There have been two websites that, up to now, I have vehemently refused to sign up for.
One of them is Myspace, the other is Facebook.
I’d like to think that I have good reasons to abstain from these sites. Most notably, I’ve been of the opinion that these two sites represent the ultimate dumbing down in interpersonal communications. While I can use this LJ to voice my thoughts in a format that I feel comfortable, the other sites reduce everything to sophomoric image macros and three word shout-outs, with generous helpings of idiotic textspeak like “b4” and “l8” and “bff” and all that crap.
It doesn’t help that the vast majority of Myspace pages have proven to be exercises in users throwing as much useless junk on the page at the same time, with music, videos, loud background images, rambling self-descriptions in unparagraphed text, and so on. Almost every Myspace page I’ve seen has looked like a 16-year-old girl made it.
As for Facebook, I’d really like to give an honest opinion about the site, but they engage in the rather underhanded practice of not letting you see any of its content unless you’re a member. I guess with the kind of personal information floating around in there, you wouldn’t want someone to invade everyone’s privacy without first compromising theirs, but it still strikes me as cheap, like selling someone what they think is a big-screen TV in a plain unmarked cardboard box, and being told, “trust me, the picture’s awesome.”

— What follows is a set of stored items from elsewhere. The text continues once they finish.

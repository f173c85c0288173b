//! CLI command implementations
//!
//! Each command is implemented in its own submodule.

pub mod build;
pub mod cache;
pub mod publish;

use anyhow::Result;
use clap::Subcommand;
use tokio_util::sync::CancellationToken;

use crate::cli::output::OutputConfig;
use crate::cli::BuildArgs;
use crate::core::options::Task;
use crate::infra::dirs::PhasebuildDirs;

/// Available CLI commands
#[derive(Subcommand, Debug)]
pub enum Commands {
    /// Remove build outputs (CLEAN)
    Clean,

    /// Resolve dependencies, compile and link
    Build,

    /// Build, then run TEST
    Test,

    /// Build, test and bundle the project into a package
    Package,

    /// Package and install into the local repository
    Install,

    /// Install, then publish to a remote repository
    Publish {
        /// Server URL (defaults to the first configured server)
        #[arg(long)]
        server: Option<String>,
    },

    /// Manage the package cache
    Cache {
        #[command(subcommand)]
        command: CacheCommands,
    },
}

/// Cache subcommands
#[derive(Subcommand, Debug)]
pub enum CacheCommands {
    /// Show cache information
    Info,

    /// Clear cache
    Clean,
}

impl Commands {
    /// Execute the command
    pub async fn run(self, args: &BuildArgs, output: OutputConfig, cancel: CancellationToken) -> Result<()> {
        let task = match self {
            Self::Clean => Task::Clean,
            Self::Build => Task::Build,
            Self::Test => Task::Test,
            Self::Package => Task::Package,
            Self::Install => Task::Install,
            Self::Publish { server } => {
                let project_dir = args.project_dir()?;
                let options = args.command_options(Task::Publish);
                return publish::execute(&project_dir, options, server, output, cancel).await;
            }
            Self::Cache { command } => {
                let dirs = PhasebuildDirs::new();
                return match command {
                    CacheCommands::Info => cache::execute_info(&dirs, output),
                    CacheCommands::Clean => cache::execute_clean(&dirs, output).await,
                };
            }
        };

        let project_dir = args.project_dir()?;
        build::execute(&project_dir, args.command_options(task), output, cancel).await?;
        Ok(())
    }
}
//! Plugin registry and loader
//!
//! The registry is an ordered list of bindings; registration order is the
//! only tie-break for invocation order within a phase. The loader turns the
//! descriptor's plugin declarations into bindings using factories supplied
//! by the host program.

use std::collections::HashMap;
use std::fmt;
use std::sync::Arc;

use crate::core::descriptor::{BuildDescriptor, PluginEntry, TargetConfig};
use crate::core::package::Coordinate;
use crate::core::phase::{Phase, PhaseSet};
use crate::core::plugin::{Plugin, PluginConfig};
use crate::error::{ConfigError, PhasebuildError, PluginError};

/// Handle returned by registration, stable for the registry's lifetime
#[derive(Debug, Clone, Copy, PartialEq, Eq, Hash)]
pub struct PluginHandle(usize);

/// A plugin bound to a set of phases
#[derive(Clone)]
pub struct PluginBinding {
    plugin: Arc<dyn Plugin>,
    phases: PhaseSet,
    order: usize,
    config: PluginConfig,
}

impl PluginBinding {
    pub fn plugin(&self) -> &dyn Plugin {
        self.plugin.as_ref()
    }

    pub fn name(&self) -> &str {
        self.plugin.name()
    }

    pub fn phases(&self) -> PhaseSet {
        self.phases
    }

    /// Position in registration order
    pub fn order(&self) -> usize {
        self.order
    }

    pub fn config(&self) -> &PluginConfig {
        &self.config
    }
}

impl fmt::Debug for PluginBinding {
    fn fmt(&self, f: &mut fmt::Formatter<'_>) -> fmt::Result {
        f.debug_struct("PluginBinding")
            .field("plugin", &self.plugin.name())
            .field("phases", &self.phases)
            .field("order", &self.order)
            .finish_non_exhaustive()
    }
}

#[derive(Debug, Default)]
pub struct PluginRegistry {
    bindings: Vec<PluginBinding>,
}

impl PluginRegistry {
    pub fn new() -> Self {
        Self::default()
    }

    /// Bind `plugin` to `phases` without configuration
    ///
    /// An empty phase set binds to every phase.
    pub fn register(&mut self, plugin: Arc<dyn Plugin>, phases: PhaseSet) -> PluginHandle {
        self.push(plugin, phases, PluginConfig::default())
    }

    /// Bind `plugin` after validating `raw` against its config schema
    pub fn register_with_config(
        &mut self,
        plugin: Arc<dyn Plugin>,
        phases: PhaseSet,
        raw: Option<&serde_json::Value>,
    ) -> Result<PluginHandle, ConfigError> {
        let config = PluginConfig::for_plugin(plugin.as_ref(), raw)?;
        Ok(self.push(plugin, phases, config))
    }

    fn push(&mut self, plugin: Arc<dyn Plugin>, phases: PhaseSet, config: PluginConfig) -> PluginHandle {
        let order = self.bindings.len();
        let phases = if phases == PhaseSet::empty() {
            PhaseSet::all()
        } else {
            phases
        };
        tracing::debug!("Registered plugin '{}' (#{order}) for {phases:?}", plugin.name());
        self.bindings.push(PluginBinding {
            plugin,
            phases,
            order,
            config,
        });
        PluginHandle(order)
    }

    /// Bindings for `phase`, in registration order
    pub fn bindings_for(&self, phase: Phase) -> impl Iterator<Item = &PluginBinding> {
        self.bindings.iter().filter(move |b| b.phases.contains(phase))
    }

    pub fn get(&self, handle: PluginHandle) -> Option<&PluginBinding> {
        self.bindings.get(handle.0)
    }

    pub fn len(&self) -> usize {
        self.bindings.len()
    }

    pub fn is_empty(&self) -> bool {
        self.bindings.is_empty()
    }
}

type PluginFactory = Box<dyn Fn() -> Arc<dyn Plugin> + Send + Sync>;

/// Resolves descriptor plugin declarations to plugin instances
///
/// Factories are keyed by group/artifact; the declared version is ignored.
#[derive(Default)]
pub struct PluginLoader {
    factories: HashMap<Coordinate, PluginFactory>,
    strict: bool,
}

impl PluginLoader {
    pub fn new() -> Self {
        Self::default()
    }

    /// Fail on declarations with no factory instead of skipping them
    #[must_use]
    pub fn strict(mut self, strict: bool) -> Self {
        self.strict = strict;
        self
    }

    /// Provide the factory for `package` (`group/artifact`)
    pub fn register_factory<F>(&mut self, package: &str, factory: F) -> Result<(), ConfigError>
    where
        F: Fn() -> Arc<dyn Plugin> + Send + Sync + 'static,
    {
        let spec: crate::core::package::DependencySpec = package.parse()?;
        self.factories.insert(spec.coordinate, Box::new(factory));
        Ok(())
    }

    pub fn knows(&self, coordinate: &Coordinate) -> bool {
        self.factories.contains_key(coordinate)
    }

    /// Register the descriptor's top-level plugins, then the target's
    pub fn load(
        &self,
        descriptor: &BuildDescriptor,
        target: Option<&TargetConfig>,
        registry: &mut PluginRegistry,
    ) -> Result<Vec<PluginHandle>, PhasebuildError> {
        let entries = descriptor
            .plugins
            .iter()
            .chain(target.into_iter().flat_map(|t| t.plugins.iter()));

        let mut handles = Vec::new();
        for entry in entries {
            if let Some(handle) = self.load_entry(entry, registry)? {
                handles.push(handle);
            }
        }
        Ok(handles)
    }

    fn load_entry(
        &self,
        entry: &PluginEntry,
        registry: &mut PluginRegistry,
    ) -> Result<Option<PluginHandle>, PhasebuildError> {
        let spec = entry.spec()?;
        let phases = entry.phase_set()?;

        let Some(factory) = self.factories.get(&spec.coordinate) else {
            if self.strict {
                return Err(PluginError::Unknown {
                    package: spec.coordinate.to_string(),
                }
                .into());
            }
            tracing::warn!("No plugin available for '{}'; skipping", spec.coordinate);
            return Ok(None);
        };

        let handle = registry.register_with_config(factory(), phases, entry.config.as_ref())?;
        Ok(Some(handle))
    }
}

impl fmt::Debug for PluginLoader {
    fn fmt(&self, f: &mut fmt::Formatter<'_>) -> fmt::Result {
        f.debug_struct("PluginLoader")
            .field("factories", &self.factories.keys().collect::<Vec<_>>())
            .field("strict", &self.strict)
            .finish()
    }
}

#[cfg(test)]
mod tests {
    use super::*;
    use crate::core::plugin::{ConfigFieldType, ConfigSchema, PhaseContext, PluginContext};
    use async_trait::async_trait;
    use serde_json::json;

    struct Named(&'static str);

    #[async_trait]
    impl Plugin for Named {
        fn name(&self) -> &str {
            self.0
        }

        async fn process(&self, _: &mut PhaseContext, _: &PluginContext<'_>) -> Result<(), PluginError> {
            Ok(())
        }
    }

    struct Typed;

    #[async_trait]
    impl Plugin for Typed {
        fn name(&self) -> &str {
            "typed"
        }

        fn config_schema(&self) -> Option<ConfigSchema> {
            Some(ConfigSchema::new().required("level", ConfigFieldType::Integer))
        }

        async fn process(&self, _: &mut PhaseContext, _: &PluginContext<'_>) -> Result<(), PluginError> {
            Ok(())
        }
    }

    fn names(registry: &PluginRegistry, phase: Phase) -> Vec<String> {
        registry
            .bindings_for(phase)
            .map(|b| b.name().to_string())
            .collect()
    }

    #[test]
    fn test_phase_specific_binding() {
        let mut registry = PluginRegistry::new();
        registry.register(Arc::new(Named("compile-only")), PhaseSet::from_phases(&[Phase::Compile]));

        assert_eq!(names(&registry, Phase::Compile), vec!["compile-only"]);
        for phase in Phase::ALL.into_iter().filter(|p| *p != Phase::Compile) {
            assert!(names(&registry, phase).is_empty(), "invoked in {phase}");
        }
    }

    #[test]
    fn test_empty_phase_set_binds_all() {
        let mut registry = PluginRegistry::new();
        let handle = registry.register(Arc::new(Named("everywhere")), PhaseSet::empty());
        assert!(registry.get(handle).unwrap().phases().is_all());
        for phase in Phase::ALL {
            assert_eq!(names(&registry, phase), vec!["everywhere"]);
        }
    }

    #[test]
    fn test_registration_order_is_preserved() {
        let mut registry = PluginRegistry::new();
        registry.register(Arc::new(Named("a")), PhaseSet::all());
        registry.register(Arc::new(Named("b")), PhaseSet::from_phases(&[Phase::Link]));
        registry.register(Arc::new(Named("c")), PhaseSet::empty());
        registry.register(Arc::new(Named("d")), PhaseSet::from_phases(&[Phase::Compile, Phase::Link]));

        assert_eq!(names(&registry, Phase::Link), vec!["a", "b", "c", "d"]);
        assert_eq!(names(&registry, Phase::Compile), vec!["a", "c", "d"]);
        assert_eq!(names(&registry, Phase::Clean), vec!["a", "c"]);

        let orders: Vec<usize> = registry.bindings_for(Phase::Link).map(PluginBinding::order).collect();
        assert_eq!(orders, vec![0, 1, 2, 3]);
    }

    #[test]
    fn test_register_with_config_validates() {
        let mut registry = PluginRegistry::new();
        let handle = registry
            .register_with_config(Arc::new(Typed), PhaseSet::all(), Some(&json!({"level": 2})))
            .unwrap();
        assert_eq!(registry.get(handle).unwrap().config().get("level"), Some(&json!(2)));

        let err = registry
            .register_with_config(Arc::new(Typed), PhaseSet::all(), None)
            .unwrap_err();
        assert!(matches!(err, ConfigError::InvalidPluginConfig { .. }));
        assert_eq!(registry.len(), 1);
    }

    fn descriptor() -> BuildDescriptor {
        BuildDescriptor::from_json(
            r#"{
                "groupId": "org.acme",
                "artifactId": "app",
                "version": "1.0.0",
                "plugins": [
                    { "package": "org.acme/stamp@1.0.0", "phases": ["COMPILE"] },
                    { "package": "org.other/missing" }
                ],
                "targets": [{
                    "name": "linux",
                    "arch": "x86_64",
                    "platform": "linux",
                    "toolchain": "gcc",
                    "plugins": [ { "package": "org.acme/typed", "config": { "level": 1 } } ]
                }]
            }"#,
        )
        .unwrap()
    }

    fn loader() -> PluginLoader {
        let mut loader = PluginLoader::new();
        loader
            .register_factory("org.acme/stamp", || Arc::new(Named("stamp")))
            .unwrap();
        loader.register_factory("org.acme/typed", || Arc::new(Typed)).unwrap();
        loader
    }

    #[test]
    fn test_loader_skips_unknown_plugins() {
        let descriptor = descriptor();
        let mut registry = PluginRegistry::new();
        let handles = loader()
            .load(&descriptor, descriptor.targets.first(), &mut registry)
            .unwrap();

        assert_eq!(handles.len(), 2);
        assert_eq!(names(&registry, Phase::Compile), vec!["stamp", "typed"]);
        assert_eq!(names(&registry, Phase::Link), vec!["typed"]);
    }

    #[test]
    fn test_strict_loader_rejects_unknown_plugins() {
        let descriptor = descriptor();
        let mut registry = PluginRegistry::new();
        let err = loader()
            .strict(true)
            .load(&descriptor, None, &mut registry)
            .unwrap_err();
        assert!(matches!(
            err,
            PhasebuildError::Plugin(PluginError::Unknown { ref package }) if package == "org.other/missing"
        ));
    }

    #[test]
    fn test_loader_ignores_other_targets_without_selection() {
        let descriptor = descriptor();
        let mut registry = PluginRegistry::new();
        loader().load(&descriptor, None, &mut registry).unwrap();
        assert_eq!(names(&registry, Phase::Link), Vec::<String>::new());
    }
}
//! Output formatting and progress indicators
//!
//! Spinners and status lines for the terminal. Nothing here is used by the
//! library layers; they log through `tracing` instead.

use std::time::Duration;

use indicatif::{ProgressBar, ProgressStyle};

use crate::core::builder::{ActionOutcome, BuildReport};
use crate::infra::filesystem::format_size;
use crate::registry::client::PublishOutcome;

/// Status message prefixes
pub mod status {
    /// Success prefix (green checkmark)
    pub const SUCCESS: &str = "✓";

    /// Error prefix (red X)
    pub const ERROR: &str = "✗";

    /// Warning prefix (yellow triangle)
    pub const WARNING: &str = "⚠";

    /// Info prefix (blue circle)
    pub const INFO: &str = "ℹ";
}

/// How much the CLI prints
#[derive(Debug, Clone, Copy, Default)]
pub struct OutputConfig {
    pub quiet: bool,
}

impl OutputConfig {
    pub fn new(quiet: bool) -> Self {
        Self { quiet }
    }

    /// Spinner for an operation of unknown duration; hidden when quiet
    pub fn spinner(&self, message: &str) -> ProgressBar {
        if self.quiet {
            return ProgressBar::hidden();
        }
        let pb = ProgressBar::new_spinner();
        pb.set_style(
            ProgressStyle::default_spinner()
                .tick_chars("⠋⠙⠹⠸⠼⠴⠦⠧⠇⠏")
                .template("{spinner:.blue} {msg}")
                .unwrap_or_else(|_| ProgressStyle::default_spinner()),
        );
        pb.set_message(message.to_string());
        pb.enable_steady_tick(Duration::from_millis(80));
        pb
    }

    pub fn success(&self, message: &str) {
        if !self.quiet {
            println!("{} {message}", status::SUCCESS);
        }
    }

    pub fn info(&self, message: &str) {
        if !self.quiet {
            println!("{} {message}", status::INFO);
        }
    }

    pub fn warning(&self, message: &str) {
        if !self.quiet {
            println!("{} {message}", status::WARNING);
        }
    }

    /// Per-phase summary of a finished run
    pub fn report(&self, report: &BuildReport) {
        if self.quiet {
            return;
        }
        for phase in &report.completed {
            let detail = if report.was_suppressed(*phase) {
                Some("default action suppressed".to_string())
            } else {
                report.outcome(*phase).and_then(describe)
            };
            match detail {
                Some(detail) => println!("{} {phase} ({detail})", status::SUCCESS),
                None => println!("{} {phase}", status::SUCCESS),
            }
        }
        if !report.resolution.is_empty() {
            println!("{} {} dependencies resolved", status::INFO, report.resolution.len());
        }
    }
}

fn describe(outcome: &ActionOutcome) -> Option<String> {
    match outcome {
        ActionOutcome::Done => None,
        ActionOutcome::Cleaned { cache_bytes: None } => None,
        ActionOutcome::Cleaned {
            cache_bytes: Some(bytes),
        } => Some(format!("package cache cleared, {} freed", format_size(*bytes))),
        ActionOutcome::Packaged { file_name, .. } => Some(file_name.clone()),
        ActionOutcome::Installed { variant, outcome, .. } => {
            Some(format!("{variant} {}", describe_publish(outcome)))
        }
    }
}

/// Human wording for a publish result
pub fn describe_publish(outcome: &PublishOutcome) -> &'static str {
    match outcome {
        PublishOutcome::Published => "published",
        PublishOutcome::AlreadyPublished => "already published",
        PublishOutcome::Overwritten { .. } => "replaced",
    }
}

/// Print an error and its causes to stderr
pub fn display_error(error: &anyhow::Error) {
    eprintln!("{} {error}", status::ERROR);
    for cause in error.chain().skip(1) {
        eprintln!("  caused by: {cause}");
    }
}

I also don’t like the fact that you have to provide your real name, and I imagine that you go by your real name on the site. There are people who have decried my use of a werewolf as my personal online mascot – mainly within the family – but there’s no denying the fact that it affords me a measure of anonymity. Sure, most of you know who I am, where I reside, what I do, and so on – but I do like the fact that you have to first take an interest in me as Loogaroo before you start to learn all that stuff. And of course, the flipside is true: Because of the alter-ego, I don’t have to let anyone in the real world in on my online persona if I don’t want to. Facebook lifts that veil, and while I’m not actively trying to hide anything from anyone, I do like the fact that I have some separation between life and the internet.
So why am I bringing all of this up? Well, it seems that the rest of the world is going the way of those two sites. It’s becoming harder and harder to do stuff online without being associated with them.
Case in point: I’ve recently been contemplating a tournament involving not DDR, not ITG, but Munchkin. There’s a game store in Pasadena that I think would be a great venue for it, but I don’t want to set anything up unless I know I’ll get a decent turnout (EAT 5, anyone?). I joined a Yahoo group for the game and posted to see how many fans of the game were in the area, and got a total of four responses. Not too promising. On the other hand, Ben – who does have a Facebook account – says that the site has a club devoted to the game with over 11,000 members. A pretty staggering contrast.
Of course, in order to contact any of them, I first have to sign up for the site. And that would constitute abandoning one of my most ardent pledges during my stay here on the ‘net.
So I guess the question I’m trying to ask here is: is it worth it? Is it worth selling out on my distaste for impersonal snippets of dialogue and being forced to shed my online identity for the sake of having a greater access to people with similar interests as me? Or should I hold firm, continue to spurn the Wal-Mart of the internet, and settle for the connections I already have?